Ian Foster, one of the originators of Globus grid 
technology has suggested a three-point checklist [2] for 
determining if something is a grid. According to his 
definition, . . a grid is a system that: 

• Coordinates resources that are not subject to 
centralized control .... 

» Using standard, open, general-purpose protocols and 
interfaces .... 

• To deliver nontrivial qualities of service 

An important feature of grids is that they provide the 
ability to remotely execute applications on the 
computational resources to which a user has legitimate 
access, with the grid middleware handling the interface to 
the remote system’s job launching mechanisms. Another 
capability supported by grids is the ability to securely 
transfer files, including what are called third-party 
transfers in which the user can request the transfer between 
any two arbitrary grid resources, irrespective of where the 
user is currently logged in. 

A number of major grids exist in the world today and the 
number is growing.
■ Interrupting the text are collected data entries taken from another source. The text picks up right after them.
use serde_json::Value;

use super::json::*;
use super::*;

#[derive(Debug, Clone, PartialEq)]
pub struct Scene {
	pub name: Option<String>,
	/// Root nodes.
	pub nodes: Vec<usize>,
}

/// Parses the `scenes` array and the top-level `scene` index.
pub struct SceneParser {
	pub default_scene: Option<usize>,
}

impl SceneParser {
	pub fn new(default_scene: Option<usize>) -> Self {
		Self { default_scene }
	}

	pub fn parse(&self, json: &Value, ctx: &mut GLTF2Context) -> Result<(), GltfError> {
		let scenes = parse_array::<JSONScene>(json, "scenes")?.into_iter().map(|scene| {
			let nodes = scene.nodes.unwrap_or_default();
			for &node in &nodes {
				ctx.check_index::<TreeNode>(node)?;
			}
			Ok(Scene { name: scene.name, nodes })
		}).collect::<Result<Vec<_>, GltfError>>()?;

		let default_scene = self.default_scene.map(|i| validate_index("scene", i, scenes.len())).transpose()?;

		log::debug!("parsed {} scenes", scenes.len());
		ctx.scenes.extend(scenes);
		ctx.default_scene = default_scene;
		Ok(())
	}
}
//! `EXT_property_animation` targets.
//!
//! A property channel names what it animates with a pointer into the
//! document, e.g. `/materials/2/pbrMetallicRoughness/baseColorFactor` or
//! `/extensions/KHR_lights_punctual/lights/0/color`. The pointer is split into
//! the kind of object, its index and the property path below it. The path is
//! kept verbatim for whoever binds the animation to engine properties.

use super::super::*;

#[derive(Debug, Clone, Copy, PartialEq, Eq, Hash)]
pub enum TargetType {
	Node,
	Camera,
	Material,
	Light,
}

impl TargetType {
	/// Pointer prefix of the array objects of this kind live in.
	pub fn collection(self) -> &'static str {
		match self {
			Self::Node => "/nodes",
			Self::Camera => "/cameras",
			Self::Material => "/materials",
			Self::Light => "/extensions/KHR_lights_punctual/lights",
		}
	}

	fn check_index(self, ctx: &GLTF2Context, i: usize) -> Result<usize, GltfError> {
		match self {
			Self::Node => ctx.check_index::<TreeNode>(i),
			Self::Camera => ctx.check_index::<Camera>(i),
			Self::Material => ctx.check_index::<Material>(i),
			Self::Light => ctx.check_index::<Light>(i),
		}
	}
}

/// Node properties core glTF channels can animate.
pub const CORE_PATHS: [&str; 4] = ["translation", "rotation", "scale", "weights"];

#[derive(Debug, Clone, PartialEq, Eq, Hash)]
pub struct AnimationTarget {
	pub ty: TargetType,
	pub index: usize,
	/// Property path below the object, `/` separated.
	pub path: String,
}

impl AnimationTarget {
	pub fn node(index: usize, path: &str) -> Self {
		Self { ty: TargetType::Node, index, path: path.to_string() }
	}

	/// Parses a property animation pointer without looking at the context.
	pub fn from_pointer(pointer: &str) -> Result<Self, GltfError> {
		let invalid = || GltfError::InvalidTarget(pointer.to_string());

		let (ty, rest) = [TargetType::Node, TargetType::Camera, TargetType::Material, TargetType::Light]
			.into_iter()
			.find_map(|ty| pointer.strip_prefix(ty.collection()).and_then(|r| r.strip_prefix('/')).map(|r| (ty, r)))
			.ok_or_else(invalid)?;
		let (index, path) = rest.split_once('/').ok_or_else(invalid)?;
		let index = index.parse::<usize>().map_err(|_| invalid())?;
		if path.is_empty() || path.split('/').any(str::is_empty) {
			return Err(invalid());
		}
		Ok(Self { ty, index, path: path.to_string() })
	}

	/// Parses a pointer and checks the object it names exists.
	pub fn resolve(pointer: &str, ctx: &GLTF2Context) -> Result<Self, GltfError> {
		let target = Self::from_pointer(pointer)?;
		target.ty.check_index(ctx, target.index)?;
		Ok(target)
	}

	pub fn pointer(&self) -> String {
		format!("{}/{}/{}", self.ty.collection(), self.index, self.path)
	}

	/// Whether a core glTF channel can express this target.
	pub fn is_core(&self) -> bool {
		self.ty == TargetType::Node && CORE_PATHS.contains(&self.path.as_str())
	}

	/// Whether the channel drives one value per morph target.
	pub fn is_morph_weights(&self) -> bool {
		self.ty == TargetType::Node && self.path == "weights"
	}

	/// Name of the clip channel, before repeats are numbered.
	pub fn channel_base_name(&self) -> &str {
		match (self.ty, self.path.as_str()) {
			(TargetType::Node, "scale") => "scale3D",
			(TargetType::Node, "weights") => "morphWeights",
			(_, path) => path.rsplit('/').next().unwrap_or(path),
		}
	}
}
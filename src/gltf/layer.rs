use serde_json::Value;

use super::json::*;
use super::*;

/// A named render layer nodes can be tagged with.
#[derive(Debug, Clone, PartialEq, Eq)]
pub struct Layer {
	pub name: String,
}

/// Parses `extensions.KDAB_kuesa_layers.layers`.
pub struct LayerParser;

impl LayerParser {
	pub fn parse(&self, json: &Value, ctx: &mut GLTF2Context) -> Result<(), GltfError> {
		let layers = parse_array::<JSONLayer>(json, "layers")?
			.into_iter()
			.map(|layer| Layer { name: layer.name })
			.collect::<Vec<_>>();

		log::debug!("parsed {} layers", layers.len());
		ctx.layers.extend(layers);
		Ok(())
	}
}

impl GLTF2Context {
	/// Index of the layer called `name`.
	pub fn layer_index(&self, name: &str) -> Option<usize> {
		self.layers.iter().position(|l| l.name == name)
	}
}
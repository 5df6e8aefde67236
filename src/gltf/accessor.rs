use std::str::FromStr;

use serde_json::Value;
use strum_macros::{AsRefStr, Display, EnumIter, EnumString};

use super::json::*;
use super::*;

#[derive(Debug, Clone, Copy, PartialEq, Eq, Hash)]
pub enum ComponentType {
	Byte,
	UnsignedByte,
	Short,
	UnsignedShort,
	UnsignedInt,
	Float,
}

impl ComponentType {
	pub fn from_gl(v: u32) -> Option<Self> {
		match v {
			COMPONENT_I8 => Some(Self::Byte),
			COMPONENT_U8 => Some(Self::UnsignedByte),
			COMPONENT_I16 => Some(Self::Short),
			COMPONENT_U16 => Some(Self::UnsignedShort),
			COMPONENT_U32 => Some(Self::UnsignedInt),
			COMPONENT_F32 => Some(Self::Float),
			_ => None,
		}
	}

	pub fn gl(self) -> u32 {
		match self {
			Self::Byte => COMPONENT_I8,
			Self::UnsignedByte => COMPONENT_U8,
			Self::Short => COMPONENT_I16,
			Self::UnsignedShort => COMPONENT_U16,
			Self::UnsignedInt => COMPONENT_U32,
			Self::Float => COMPONENT_F32,
		}
	}

	/// Size of one component in bytes.
	pub fn size(self) -> usize {
		match self {
			Self::Byte | Self::UnsignedByte => 1,
			Self::Short | Self::UnsignedShort => 2,
			Self::UnsignedInt | Self::Float => 4,
		}
	}

	pub fn is_unsigned_integer(self) -> bool {
		matches!(self, Self::UnsignedByte | Self::UnsignedShort | Self::UnsignedInt)
	}
}

#[derive(Debug, Clone, Copy, PartialEq, Eq, Hash, EnumString, Display, AsRefStr, EnumIter)]
pub enum ElementType {
	#[strum(serialize = "SCALAR")]
	Scalar,
	#[strum(serialize = "VEC2")]
	Vec2,
	#[strum(serialize = "VEC3")]
	Vec3,
	#[strum(serialize = "VEC4")]
	Vec4,
	#[strum(serialize = "MAT2")]
	Mat2,
	#[strum(serialize = "MAT3")]
	Mat3,
	#[strum(serialize = "MAT4")]
	Mat4,
}

impl ElementType {
	/// Number of components in one element.
	pub fn components(self) -> usize {
		match self {
			Self::Scalar => 1,
			Self::Vec2 => 2,
			Self::Vec3 => 3,
			Self::Vec4 | Self::Mat2 => 4,
			Self::Mat3 => 9,
			Self::Mat4 => 16,
		}
	}
}

/// Component count of a glTF accessor `type`, 0 when the type is unknown.
pub fn data_size_from_json(ty: &str) -> usize {
	ElementType::from_str(ty).map(ElementType::components).unwrap_or(0)
}

#[derive(Debug, Clone, PartialEq)]
pub struct SparseAccessor {
	pub count: usize,
	pub indices_buffer_view: usize,
	pub indices_offset: usize,
	pub indices_component_type: ComponentType,
	pub values_buffer_view: usize,
	pub values_offset: usize,
}

#[derive(Debug, Clone, PartialEq)]
pub struct Accessor {
	pub name: Option<String>,
	/// None for accessors that are all zeros plus their sparse substitutions.
	pub buffer_view: Option<usize>,
	pub offset: usize,
	pub component_type: ComponentType,
	pub element_type: ElementType,
	pub data_size: usize,
	pub count: usize,
	pub normalized: bool,
	pub min: Vec<f32>,
	pub max: Vec<f32>,
	pub sparse: Option<SparseAccessor>,
}

impl Accessor {
	/// Size of one element in bytes, without stride padding.
	pub fn element_size(&self) -> usize {
		self.component_type.size() * self.data_size
	}
}

/// Parses the `accessors` array.
#[derive(Default)]
pub struct BufferAccessorParser {
	/// Reject unknown `componentType` codes instead of reading them as float.
	pub strict_component_types: bool,
}

impl BufferAccessorParser {
	pub fn new(strict_component_types: bool) -> Self {
		Self { strict_component_types }
	}

	fn component_type(&self, code: u32) -> Result<ComponentType, GltfError> {
		match ComponentType::from_gl(code) {
			Some(ty) => Ok(ty),
			None if self.strict_component_types => Err(GltfError::UnknownComponentType(code)),
			None => {
				log::warn!("unknown accessor component type {code}, reading it as float");
				Ok(ComponentType::Float)
			},
		}
	}

	fn check_range(ctx: &GLTF2Context, view: usize, offset: usize, stride: usize, count: usize, element_size: usize, index: usize) -> Result<(), GltfError> {
		let view = ctx.buffer_view(view).ok_or(GltfError::InvalidIndex {
			kind: "buffer view",
			index: view,
			count: ctx.buffer_view_count(),
		})?;
		let end = stride
			.checked_mul(count - 1)
			.and_then(|v| v.checked_add(offset))
			.and_then(|v| v.checked_add(element_size));
		match end {
			Some(end) if end <= view.byte_length => Ok(()),
			_ => Err(GltfError::OutOfBounds { kind: "accessor", index }),
		}
	}

	fn parse_sparse(ctx: &GLTF2Context, sparse: JSONSparse, accessor_count: usize, element_size: usize, index: usize) -> Result<SparseAccessor, GltfError> {
		if sparse.count == 0 || sparse.count > accessor_count {
			return Err(GltfError::InvalidValue { field: "sparse.count", value: sparse.count.to_string() });
		}
		let indices_component_type = ComponentType::from_gl(sparse.indices.component_type)
			.filter(|ty| ty.is_unsigned_integer())
			.ok_or(GltfError::InvalidValue {
				field: "sparse.indices.componentType",
				value: sparse.indices.component_type.to_string(),
			})?;
		let indices_offset = sparse.indices.byte_offset.unwrap_or(0);
		let values_offset = sparse.values.byte_offset.unwrap_or(0);
		let index_size = indices_component_type.size();
		Self::check_range(ctx, sparse.indices.buffer_view, indices_offset, index_size, sparse.count, index_size, index)?;
		Self::check_range(ctx, sparse.values.buffer_view, values_offset, element_size, sparse.count, element_size, index)?;
		Ok(SparseAccessor {
			count: sparse.count,
			indices_buffer_view: sparse.indices.buffer_view,
			indices_offset,
			indices_component_type,
			values_buffer_view: sparse.values.buffer_view,
			values_offset,
		})
	}

	pub fn parse(&self, json: &Value, ctx: &mut GLTF2Context) -> Result<(), GltfError> {
		let accessors_json = parse_array::<JSONAccessor>(json, "accessors")?;

		let accessors = accessors_json.into_iter().enumerate().map(|(index, accessor)| {
			let component_type = self.component_type(accessor.component_type)?;
			let data_size = data_size_from_json(&accessor.ty);
			if data_size == 0 {
				return Err(GltfError::UnknownAccessorType(accessor.ty));
			}
			let element_type = ElementType::from_str(&accessor.ty).map_err(|_| GltfError::UnknownAccessorType(accessor.ty.clone()))?;
			if accessor.count == 0 {
				return Err(GltfError::InvalidValue { field: "count", value: "0".into() });
			}

			let min = accessor.min.unwrap_or_default();
			let max = accessor.max.unwrap_or_default();
			for (field, bound) in [("min", &min), ("max", &max)] {
				if !bound.is_empty() && bound.len() != data_size {
					return Err(GltfError::InvalidValue { field, value: format!("{} components for {}", bound.len(), accessor.ty) });
				}
			}

			let offset = accessor.byte_offset.unwrap_or(0);
			let element_size = component_type.size() * data_size;
			if let Some(view_index) = accessor.buffer_view {
				let stride = ctx.buffer_view(view_index).and_then(|v| v.byte_stride).unwrap_or(element_size);
				if stride < element_size {
					return Err(GltfError::OutOfBounds { kind: "accessor", index });
				}
				Self::check_range(ctx, view_index, offset, stride, accessor.count, element_size, index)?;
			} else if offset != 0 {
				return Err(GltfError::InvalidValue { field: "byteOffset", value: offset.to_string() });
			} else {
				// zero filled on read, so the logical size has to be allocatable
				match accessor.count.checked_mul(element_size) {
					Some(len) if len <= isize::MAX as usize => {},
					_ => return Err(GltfError::OutOfBounds { kind: "accessor", index }),
				}
			}

			let sparse = accessor.sparse
				.map(|sparse| Self::parse_sparse(ctx, sparse, accessor.count, element_size, index))
				.transpose()?;

			Ok(Accessor {
				name: accessor.name,
				buffer_view: accessor.buffer_view,
				offset,
				component_type,
				element_type,
				data_size,
				count: accessor.count,
				normalized: accessor.normalized.unwrap_or(false),
				min,
				max,
				sparse,
			})
		}).collect::<Result<Vec<_>, GltfError>>()?;

		log::debug!("parsed {} accessors", accessors.len());
		ctx.accessors.extend(accessors);
		Ok(())
	}
}

impl GLTF2Context {
	/// Reads accessor `i` into tightly packed element bytes, with byte
	/// strides removed and sparse substitutions applied.
	pub fn accessor_data(&self, i: usize) -> Result<Vec<u8>, GltfError> {
		let accessor = self.accessor(i).ok_or(GltfError::InvalidIndex {
			kind: "accessor",
			index: i,
			count: self.accessor_count(),
		})?;
		let element_size = accessor.element_size();
		let len = element_size.checked_mul(accessor.count).ok_or(GltfError::OutOfBounds { kind: "accessor", index: i })?;
		let mut out = vec![0u8; len];

		if let Some(view_index) = accessor.buffer_view {
			let stride = self.buffer_view(view_index).and_then(|v| v.byte_stride).unwrap_or(element_size);
			let data = self.buffer_view_data(view_index)?;
			for (n, element) in out.chunks_exact_mut(element_size).enumerate() {
				let start = accessor.offset + n * stride;
				let src = data.get(start..start + element_size).ok_or(GltfError::OutOfBounds { kind: "accessor", index: i })?;
				element.copy_from_slice(src);
			}
		}

		if let Some(sparse) = &accessor.sparse {
			let indices = self.buffer_view_data(sparse.indices_buffer_view)?;
			let values = self.buffer_view_data(sparse.values_buffer_view)?;
			let index_size = sparse.indices_component_type.size();
			for n in 0..sparse.count {
				let at = sparse.indices_offset + n * index_size;
				let raw = indices.get(at..at + index_size).ok_or(GltfError::OutOfBounds { kind: "accessor", index: i })?;
				let target = match raw {
					[a] => *a as usize,
					[a, b] => u16::from_le_bytes([*a, *b]) as usize,
					[a, b, c, d] => u32::from_le_bytes([*a, *b, *c, *d]) as usize,
					_ => return Err(GltfError::OutOfBounds { kind: "accessor", index: i }),
				};
				if target >= accessor.count {
					return Err(GltfError::OutOfBounds { kind: "accessor", index: i });
				}
				let from = sparse.values_offset + n * element_size;
				let src = values.get(from..from + element_size).ok_or(GltfError::OutOfBounds { kind: "accessor", index: i })?;
				out[target * element_size..(target + 1) * element_size].copy_from_slice(src);
			}
		}
		Ok(out)
	}

	/// Reads accessor `i` as a list of `T`, e.g. `f32`, `[f32; 3]` or `Mat4`.
	pub fn accessor_values<T: bytemuck::Pod>(&self, i: usize) -> Result<Vec<T>, GltfError> {
		let bytes = self.accessor_data(i)?;
		let size = std::mem::size_of::<T>();
		if size == 0 || bytes.len() % size != 0 {
			return Err(GltfError::InvalidValue { field: "accessor element size", value: size.to_string() });
		}
		Ok(bytes.chunks_exact(size).map(bytemuck::pod_read_unaligned).collect())
	}
}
Some of the more significant include 
the following: 

• Information Power Grid developed by NASA to be a 
testbed for NASA oriented grid developments [3] 

• TeraGrid funded by the National Science Foundation 
to support open scientific research [4] 

• DOE Science Grid, whose goal is to provide a cyber 
infrastructure that spans Department of Energy 
resources [5] 

• NEESgrid that provides access to computing resources 
and research e n ui r 'ment for earth n uake research in the 
US [6] 

• UK e-Science grid, that supports science in the United 
Kingdom [7] 

• European Data Grid under the European Union [8] 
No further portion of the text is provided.